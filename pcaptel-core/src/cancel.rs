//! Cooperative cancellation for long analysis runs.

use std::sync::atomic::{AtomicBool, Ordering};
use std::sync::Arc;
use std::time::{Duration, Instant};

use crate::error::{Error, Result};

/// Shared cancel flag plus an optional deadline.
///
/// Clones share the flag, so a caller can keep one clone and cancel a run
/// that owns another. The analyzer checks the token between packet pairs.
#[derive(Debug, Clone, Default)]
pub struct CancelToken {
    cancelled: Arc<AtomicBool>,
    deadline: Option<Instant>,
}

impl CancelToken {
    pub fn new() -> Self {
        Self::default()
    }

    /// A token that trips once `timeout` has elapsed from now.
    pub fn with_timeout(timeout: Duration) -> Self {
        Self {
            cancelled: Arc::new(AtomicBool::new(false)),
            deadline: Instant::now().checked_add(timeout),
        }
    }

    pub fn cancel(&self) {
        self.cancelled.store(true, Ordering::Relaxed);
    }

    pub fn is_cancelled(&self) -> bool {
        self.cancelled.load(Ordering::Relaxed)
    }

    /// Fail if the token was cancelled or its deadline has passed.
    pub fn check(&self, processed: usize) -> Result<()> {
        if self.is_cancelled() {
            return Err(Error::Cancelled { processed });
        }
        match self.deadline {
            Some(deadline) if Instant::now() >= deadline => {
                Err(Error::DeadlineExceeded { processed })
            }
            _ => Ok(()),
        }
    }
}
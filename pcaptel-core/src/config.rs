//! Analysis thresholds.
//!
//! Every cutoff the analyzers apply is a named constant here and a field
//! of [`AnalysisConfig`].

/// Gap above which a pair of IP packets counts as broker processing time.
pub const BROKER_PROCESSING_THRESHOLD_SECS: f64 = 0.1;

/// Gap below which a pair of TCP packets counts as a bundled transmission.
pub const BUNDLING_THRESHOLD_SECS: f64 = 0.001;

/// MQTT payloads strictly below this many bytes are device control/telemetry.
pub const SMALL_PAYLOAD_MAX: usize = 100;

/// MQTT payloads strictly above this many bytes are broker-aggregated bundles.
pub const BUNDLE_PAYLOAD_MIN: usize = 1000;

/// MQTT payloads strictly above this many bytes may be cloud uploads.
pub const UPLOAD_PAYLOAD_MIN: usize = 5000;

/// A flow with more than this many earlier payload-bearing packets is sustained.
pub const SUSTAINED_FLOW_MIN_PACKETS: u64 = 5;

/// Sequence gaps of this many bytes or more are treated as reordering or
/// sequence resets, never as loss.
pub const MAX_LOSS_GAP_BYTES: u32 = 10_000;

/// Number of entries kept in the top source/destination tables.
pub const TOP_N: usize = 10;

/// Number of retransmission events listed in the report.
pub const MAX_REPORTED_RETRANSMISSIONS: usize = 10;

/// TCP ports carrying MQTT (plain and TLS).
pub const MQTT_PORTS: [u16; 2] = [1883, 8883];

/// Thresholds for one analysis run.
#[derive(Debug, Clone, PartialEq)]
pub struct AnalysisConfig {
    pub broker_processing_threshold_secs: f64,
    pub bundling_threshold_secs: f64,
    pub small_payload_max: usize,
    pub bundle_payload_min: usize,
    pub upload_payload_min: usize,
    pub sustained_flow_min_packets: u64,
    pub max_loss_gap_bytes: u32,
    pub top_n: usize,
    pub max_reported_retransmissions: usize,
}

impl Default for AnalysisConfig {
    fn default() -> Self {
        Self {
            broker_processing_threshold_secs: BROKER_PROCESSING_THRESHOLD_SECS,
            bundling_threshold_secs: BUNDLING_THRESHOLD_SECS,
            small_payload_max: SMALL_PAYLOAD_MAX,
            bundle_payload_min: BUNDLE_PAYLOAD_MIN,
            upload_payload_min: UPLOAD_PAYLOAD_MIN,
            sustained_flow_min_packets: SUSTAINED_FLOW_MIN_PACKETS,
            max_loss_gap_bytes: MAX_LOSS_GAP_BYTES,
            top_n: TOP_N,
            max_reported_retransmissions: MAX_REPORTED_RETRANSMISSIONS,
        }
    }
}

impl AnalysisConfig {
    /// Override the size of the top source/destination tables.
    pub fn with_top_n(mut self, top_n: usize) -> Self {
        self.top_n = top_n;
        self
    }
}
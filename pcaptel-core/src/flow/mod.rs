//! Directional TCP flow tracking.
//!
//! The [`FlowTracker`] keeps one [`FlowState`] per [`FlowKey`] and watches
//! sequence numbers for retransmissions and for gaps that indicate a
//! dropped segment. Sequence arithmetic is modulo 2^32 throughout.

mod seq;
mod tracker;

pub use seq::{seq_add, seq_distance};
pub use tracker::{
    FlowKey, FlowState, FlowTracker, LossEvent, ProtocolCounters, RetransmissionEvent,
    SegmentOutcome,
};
...
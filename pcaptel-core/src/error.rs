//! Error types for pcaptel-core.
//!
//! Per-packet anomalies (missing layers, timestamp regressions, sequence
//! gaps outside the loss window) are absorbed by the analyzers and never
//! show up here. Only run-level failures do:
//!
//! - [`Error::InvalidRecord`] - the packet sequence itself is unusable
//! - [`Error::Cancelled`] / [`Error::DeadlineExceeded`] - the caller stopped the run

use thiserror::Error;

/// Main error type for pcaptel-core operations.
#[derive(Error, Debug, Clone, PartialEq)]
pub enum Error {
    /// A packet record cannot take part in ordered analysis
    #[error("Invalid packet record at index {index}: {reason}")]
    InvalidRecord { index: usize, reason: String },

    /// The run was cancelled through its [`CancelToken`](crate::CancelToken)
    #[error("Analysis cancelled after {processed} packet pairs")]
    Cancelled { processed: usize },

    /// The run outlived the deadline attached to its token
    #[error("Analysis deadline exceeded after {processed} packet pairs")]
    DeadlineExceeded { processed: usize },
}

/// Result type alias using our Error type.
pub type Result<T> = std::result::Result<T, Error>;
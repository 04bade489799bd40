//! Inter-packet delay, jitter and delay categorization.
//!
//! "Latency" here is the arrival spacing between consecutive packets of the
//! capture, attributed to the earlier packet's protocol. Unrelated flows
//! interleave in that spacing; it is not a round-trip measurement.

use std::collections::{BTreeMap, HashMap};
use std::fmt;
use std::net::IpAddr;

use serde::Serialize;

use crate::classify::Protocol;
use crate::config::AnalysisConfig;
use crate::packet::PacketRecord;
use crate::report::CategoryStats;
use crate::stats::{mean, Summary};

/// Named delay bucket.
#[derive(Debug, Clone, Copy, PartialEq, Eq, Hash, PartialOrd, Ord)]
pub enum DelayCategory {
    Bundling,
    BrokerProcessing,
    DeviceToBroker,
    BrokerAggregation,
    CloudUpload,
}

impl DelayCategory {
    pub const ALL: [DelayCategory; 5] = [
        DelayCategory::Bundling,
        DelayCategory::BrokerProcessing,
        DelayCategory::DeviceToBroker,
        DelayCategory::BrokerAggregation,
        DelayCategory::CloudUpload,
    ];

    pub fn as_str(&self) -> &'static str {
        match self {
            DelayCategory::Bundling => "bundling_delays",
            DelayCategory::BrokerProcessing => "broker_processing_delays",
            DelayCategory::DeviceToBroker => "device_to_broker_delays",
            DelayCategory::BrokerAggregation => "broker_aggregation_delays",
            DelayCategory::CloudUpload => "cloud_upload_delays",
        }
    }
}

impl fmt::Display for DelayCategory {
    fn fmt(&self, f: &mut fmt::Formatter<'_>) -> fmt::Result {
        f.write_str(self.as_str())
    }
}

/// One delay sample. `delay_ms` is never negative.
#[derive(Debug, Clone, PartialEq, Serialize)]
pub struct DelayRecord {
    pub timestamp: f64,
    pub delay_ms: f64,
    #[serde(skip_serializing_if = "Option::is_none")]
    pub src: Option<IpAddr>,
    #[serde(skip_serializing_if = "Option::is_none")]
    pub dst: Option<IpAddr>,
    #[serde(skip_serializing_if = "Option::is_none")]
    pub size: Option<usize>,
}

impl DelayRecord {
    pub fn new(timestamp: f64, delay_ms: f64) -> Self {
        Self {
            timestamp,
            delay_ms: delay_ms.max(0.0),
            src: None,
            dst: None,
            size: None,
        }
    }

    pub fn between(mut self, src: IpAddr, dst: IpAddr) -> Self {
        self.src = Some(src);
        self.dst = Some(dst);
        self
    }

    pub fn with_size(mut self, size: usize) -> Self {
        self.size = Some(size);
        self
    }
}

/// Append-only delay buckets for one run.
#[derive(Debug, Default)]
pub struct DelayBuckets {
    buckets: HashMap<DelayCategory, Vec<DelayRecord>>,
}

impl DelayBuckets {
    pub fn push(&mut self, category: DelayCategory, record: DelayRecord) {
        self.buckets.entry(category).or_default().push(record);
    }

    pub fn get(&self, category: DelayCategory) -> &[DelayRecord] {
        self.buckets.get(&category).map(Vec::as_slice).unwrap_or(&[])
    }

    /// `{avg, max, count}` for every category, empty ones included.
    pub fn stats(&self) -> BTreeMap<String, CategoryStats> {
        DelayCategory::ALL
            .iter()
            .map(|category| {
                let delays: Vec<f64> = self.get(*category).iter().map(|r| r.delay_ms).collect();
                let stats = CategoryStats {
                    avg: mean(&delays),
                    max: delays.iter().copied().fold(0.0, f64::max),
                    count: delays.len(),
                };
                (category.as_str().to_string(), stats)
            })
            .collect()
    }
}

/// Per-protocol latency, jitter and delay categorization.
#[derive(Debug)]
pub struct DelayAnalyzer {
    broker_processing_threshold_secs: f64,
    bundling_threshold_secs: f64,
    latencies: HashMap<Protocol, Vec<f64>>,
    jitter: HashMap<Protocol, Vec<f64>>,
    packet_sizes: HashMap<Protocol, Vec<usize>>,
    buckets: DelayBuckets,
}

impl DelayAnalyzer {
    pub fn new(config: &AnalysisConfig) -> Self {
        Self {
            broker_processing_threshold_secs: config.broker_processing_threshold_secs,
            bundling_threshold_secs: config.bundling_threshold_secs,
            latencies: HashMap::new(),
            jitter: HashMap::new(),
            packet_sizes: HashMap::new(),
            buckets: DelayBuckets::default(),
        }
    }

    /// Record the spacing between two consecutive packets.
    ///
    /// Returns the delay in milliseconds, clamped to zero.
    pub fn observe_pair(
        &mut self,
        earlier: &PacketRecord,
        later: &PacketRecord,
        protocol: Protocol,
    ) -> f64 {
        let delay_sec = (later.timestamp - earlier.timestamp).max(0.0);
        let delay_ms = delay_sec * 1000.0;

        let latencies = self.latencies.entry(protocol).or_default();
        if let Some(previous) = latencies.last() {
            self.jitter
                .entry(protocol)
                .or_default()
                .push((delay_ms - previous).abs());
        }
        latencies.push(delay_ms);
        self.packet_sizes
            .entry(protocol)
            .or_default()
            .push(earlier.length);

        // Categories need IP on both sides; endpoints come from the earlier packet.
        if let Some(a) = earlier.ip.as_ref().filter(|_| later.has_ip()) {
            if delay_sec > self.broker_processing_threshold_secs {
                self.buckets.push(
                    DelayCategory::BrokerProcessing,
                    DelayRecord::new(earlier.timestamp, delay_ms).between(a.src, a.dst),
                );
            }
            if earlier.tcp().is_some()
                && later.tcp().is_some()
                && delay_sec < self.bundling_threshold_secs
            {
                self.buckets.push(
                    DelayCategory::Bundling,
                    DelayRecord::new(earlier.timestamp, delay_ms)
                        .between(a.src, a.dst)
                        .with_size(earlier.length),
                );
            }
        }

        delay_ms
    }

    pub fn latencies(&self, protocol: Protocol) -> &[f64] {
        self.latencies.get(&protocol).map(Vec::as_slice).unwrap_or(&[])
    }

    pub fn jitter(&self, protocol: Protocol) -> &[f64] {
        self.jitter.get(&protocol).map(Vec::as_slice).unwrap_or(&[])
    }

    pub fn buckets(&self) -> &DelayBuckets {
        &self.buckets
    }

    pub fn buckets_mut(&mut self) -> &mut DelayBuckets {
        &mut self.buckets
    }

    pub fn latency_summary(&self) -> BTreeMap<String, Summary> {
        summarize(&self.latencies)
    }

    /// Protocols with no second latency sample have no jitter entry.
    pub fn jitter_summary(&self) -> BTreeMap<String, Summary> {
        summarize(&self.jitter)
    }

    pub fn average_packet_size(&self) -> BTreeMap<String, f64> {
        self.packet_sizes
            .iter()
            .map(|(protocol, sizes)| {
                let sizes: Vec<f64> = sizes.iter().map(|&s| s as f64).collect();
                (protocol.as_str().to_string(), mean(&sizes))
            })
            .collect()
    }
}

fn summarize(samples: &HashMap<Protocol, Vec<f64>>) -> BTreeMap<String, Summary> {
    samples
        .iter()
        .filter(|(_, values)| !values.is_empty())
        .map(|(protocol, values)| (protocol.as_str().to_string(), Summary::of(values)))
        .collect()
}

■ **THE TASK**:
In the listing above, the lines from the one containing "filename pcaptel-core/src/error.rs" through the one containing "our Error type." must be set down exactly, with no other lines.

■ **SOLVED PROBLEM**:
filename pcaptel-core/src/error.rs
//! Error types for pcaptel-core.
//!
//! Per-packet anomalies (missing layers, timestamp regressions, sequence
//! gaps outside the loss window) are absorbed by the analyzers and never
//! show up here. Only run-level failures do:
//!
//! - [`Error::InvalidRecord`] - the packet sequence itself is unusable
//! - [`Error::Cancelled`] / [`Error::DeadlineExceeded`] - the caller stopped the run

use thiserror::Error;

/// Main error type for pcaptel-core operations.
#[derive(Error, Debug, Clone, PartialEq)]
pub enum Error {
    /// A packet record cannot take part in ordered analysis
    #[error("Invalid packet record at index {index}: {reason}")]
    InvalidRecord { index: usize, reason: String },

    /// The run was cancelled through its [`CancelToken`](crate::CancelToken)
    #[error("Analysis cancelled after {processed} packet pairs")]
    Cancelled { processed: usize },

    /// The run outlived the deadline attached to its token
    #[error("Analysis deadline exceeded after {processed} packet pairs")]
    DeadlineExceeded { processed: usize },
}

/// Result type alias using our Error type.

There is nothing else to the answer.